RGS1 was identified as a common gene that is upregulated by hypoxia, HIF1 and HIF2. Although little is known about its role in hematopoietic stem/progenitor cells, it has been shown that RGS1 can reduce migration of B cells towards SDF1 [16] and can be upregulated by IFNb-1β in monocytes, T cells and B cells. RGS proteins interfere with G-protein signaling by accelerating the hydrolysis of Gα-GTP to Gα-GDP, thereby dampening the activity of GPCR signaling [10]. Indeed, we observed that migration of human CB CD34+ cells towards SDF1 was impaired by RGS1 overexpression or when cells were grown under hypoxia, coinciding with a reduced phosphorylation of ERK. Besides SDF1 signaling, activation of the MAPK/ERK pathway by GM-CSF or TPO was also impaired by RGS1 overexpression, while GM-CSF-induced activation of STAT5 was unaltered. These data suggest that RGS1 exerts its effects on a G-protein coupled receptor upstream of the MAPK/ERK pathway, thereby possibly affecting RAS activity. Our data indicate that when cells encounter hypoxic conditions they respond differently to cytokines and growth factors and it will be interesting to further elucidate the underlying mechanisms and consequences thereof for the fate of hematopoietic stem and progenitor cells.
Conclusion
In conclusion, our work reveals common hypoxia-HIF1-HIF2 gene signatures in human CD34+ stem/progenitor cells, but we also identified specific target genes that are exclusively regulated by HIF1, HIF2 or hypoxia.
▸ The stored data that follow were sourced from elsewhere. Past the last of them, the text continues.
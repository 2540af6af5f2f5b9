//! 到期筛选
//!
//! 按自然日比较（丢弃时分秒）：`next_due_at` 所在日期不晚于今天即到期。
//! 调度字段缺失或越界的旧数据会被就地修复为等级 0、立即到期，并计入到期集合。

use chrono::{DateTime, FixedOffset, NaiveDate, Utc};
use tracing::{debug, warn};

use crate::models::WordEntry;

/// 到期筛选结果
#[derive(Debug, Clone, Default, PartialEq, Eq)]
pub struct DueSet {
    /// 到期单词，保持词库顺序
    pub terms: Vec<String>,
    /// 本次被修复的条目数
    pub repaired: usize,
}

impl DueSet {
    pub fn is_empty(&self) -> bool {
        self.terms.is_empty()
    }

    pub fn len(&self) -> usize {
        self.terms.len()
    }
}

fn local_date(at: DateTime<Utc>, offset: &FixedOffset) -> NaiveDate {
    at.with_timezone(offset).date_naive()
}

/// 判断单个条目是否到期（不修改条目，待修复条目视为到期）
pub fn is_due(entry: &WordEntry, now: DateTime<Utc>, offset: &FixedOffset) -> bool {
    if entry.needs_repair() {
        return true;
    }
    match entry.next_due_at {
        Some(due_at) => local_date(due_at, offset) <= local_date(now, offset),
        None => true,
    }
}

/// 筛选到期单词
///
/// 给定相同的 `now` 且词库未变时结果幂等；修复只会在第一次调用时发生。
pub fn select_due(entries: &mut [WordEntry], now: DateTime<Utc>, offset: &FixedOffset) -> DueSet {
    let mut due = DueSet::default();

    for entry in entries.iter_mut() {
        if entry.needs_repair() {
            warn!(
                term = %entry.term,
                level = entry.repetition_level,
                "scheduling fields missing or invalid, resetting to level 0"
            );
            entry.repetition_level = 0;
            entry.next_due_at = Some(now);
            due.repaired += 1;
            due.terms.push(entry.term.clone());
            continue;
        }

        if is_due(entry, now, offset) {
            due.terms.push(entry.term.clone());
        }
    }

    debug!(
        due = due.terms.len(),
        repaired = due.repaired,
        total = entries.len(),
        "due-set selected"
    );
    due
}
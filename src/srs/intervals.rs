//! 复习间隔表
//!
//! 等级 i 表示本次复习后 `INTERVAL_DAYS[i]` 天再次到期，等级 0 即下次打开就到期。

use chrono::{DateTime, Duration, Utc};

/// 各复习等级对应的间隔天数
pub const INTERVAL_DAYS: [i64; 8] = [0, 1, 3, 7, 15, 30, 60, 120];

/// 最高复习等级
pub const MAX_LEVEL: usize = INTERVAL_DAYS.len() - 1;

/// 将等级钳制到 `[0, MAX_LEVEL]`
pub fn clamp_level(level: usize) -> usize {
    level.min(MAX_LEVEL)
}

pub fn interval_days(level: usize) -> i64 {
    INTERVAL_DAYS[clamp_level(level)]
}

/// 以 `now` 为起点计算给定等级的下次到期时间
pub fn next_due_after(now: DateTime<Utc>, level: usize) -> DateTime<Utc> {
    now + Duration::days(interval_days(level))
}

#[cfg(test)]
mod tests {
    use super::*;
    use chrono::TimeZone;

    #[test]
    fn test_intervals_are_non_decreasing() {
        for pair in INTERVAL_DAYS.windows(2) {
            assert!(pair[0] <= pair[1], "{:?} is not monotonic", pair);
        }
    }

    #[test]
    fn test_level_zero_is_immediate() {
        assert_eq!(interval_days(0), 0);
    }

    #[test]
    fn test_level_is_clamped() {
        assert_eq!(clamp_level(MAX_LEVEL + 5), MAX_LEVEL);
        assert_eq!(interval_days(100), 120);
    }

    #[test]
    fn test_next_due_after() {
        let now = Utc.with_ymd_and_hms(2026, 10, 18, 21, 30, 0).unwrap();
        assert_eq!(
            next_due_after(now, 3),
            Utc.with_ymd_and_hms(2026, 10, 25, 21, 30, 0).unwrap()
        );
    }
}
A strong overlap between these common gene signatures and TGFβ-regulated genes exists and a key example of one such gene is the cell cycle regulator p57/CDKN1C. Combined hypoxia treatment or HIF overexpression together with TGFβ stimulation resulted in enhanced expression of CDKN1C and enhanced cell cycle arrest within the CD34+/CD38− stem cell compartment. Finally, the Gα-coupled receptor GTPase RGS1 was identified as a HIF-dependent hypoxia target that dampens SDF1-induced migration and signaling in human CD34+ stem/progenitor cells.
Supporting Information
Acknowledgments
The authors would like to thank Annet Brouwers-Vos for help with Illumina bead array experiments and all members of the Experimental Hematology lab for helpful discussions.
Funding Statement
These studies were supported by internal funds from the UMCG. The funders had no role in study design, data collection and analysis, decision to publish, or preparation of the manuscript.